▶ [Work instruction]: Your answer must be an exact copy of every record below.

▶ [Records shown]:

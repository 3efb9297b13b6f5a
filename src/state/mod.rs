//! Session state for the local view of a game.
//!
//! - `player` - players, roles, factions and the signed-in identity
//! - `game` - session clock, change events and summaries
//! - `roster` - ordered player list with role carry-over
//! - `engine` - the reconciler that applies change events
//! - `connection` - health of the session's push stream
//!
//! # Architecture
//!
//! ```text
//! ┌────────────────────────────────────────────────────────────────┐
//! │                          Reconciler                            │
//! │                                                                │
//! │  ChangeEvent ──▶ guards ──▶ Session clock ──▶ GameSummary      │
//! │                  (session,     │                 │             │
//! │                   ended,       ▼                 ▼             │
//! │                   stale day)  Roster ──────▶ my player         │
//! │                                 ▲                              │
//! │              role mapping ──────┘  (first night only)          │
//! └────────────────────────────────────────────────────────────────┘
//! ```
//!
//! Nothing in this module performs I/O; the client drives it from its
//! engine task.

pub mod connection;
pub mod engine;
pub mod game;
pub mod player;
pub mod roster;

// Re-export commonly used types
pub use connection::{SubscriptionStatus, SubscriptionTracker};
pub use engine::{IgnoreReason, PendingSummary, Reconciler, Reconciliation, SessionStatus};
pub use game::{
    ChangeEvent, ChangeKind, GameConfig, GameSummary, InvalidGameConfig, Phase, Session,
    SessionId, MIN_PLAYERS,
};
pub use player::{Faction, Identity, Player, PlayerId, Role, TokenPair};
pub use roster::Roster;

▶ [The completed task]:
repository 3efb9297b13b6f5a
filename src/state/mod.rs
//! Session state for the local view of a game.
//!
//! - `player` - players, roles, factions and the signed-in identity
//! - `game` - session clock, change events and summaries
//! - `roster` - ordered player list with role carry-over
//! - `engine` - the reconciler that applies change events
//! - `connection` - health of the session's push stream
//!
//! # Architecture
//!
//! ```text
//! ┌────────────────────────────────────────────────────────────────┐
//! │                          Reconciler                            │
//! │                                                                │
//! │  ChangeEvent ──▶ guards ──▶ Session clock ──▶ GameSummary      │
//! │                  (session,     │                 │             │
//! │                   ended,       ▼                 ▼             │
//! │                   stale day)  Roster ──────▶ my player         │
//! │                                 ▲                              │
//! │              role mapping ──────┘  (first night only)          │
//! └────────────────────────────────────────────────────────────────┘
//! ```
//!
//! Nothing in this module performs I/O; the client drives it from its
//! engine task.

pub mod connection;
pub mod engine;
pub mod game;
pub mod player;
pub mod roster;

// Re-export commonly used types
pub use connection::{SubscriptionStatus, SubscriptionTracker};
pub use engine::{IgnoreReason, PendingSummary, Reconciler, Reconciliation, SessionStatus};
pub use game::{
    ChangeEvent, ChangeKind, GameConfig, GameSummary, InvalidGameConfig, Phase, Session,
    SessionId, MIN_PLAYERS,
};
pub use player::{Faction, Identity, Player, PlayerId, Role, TokenPair};
pub use roster::Roster;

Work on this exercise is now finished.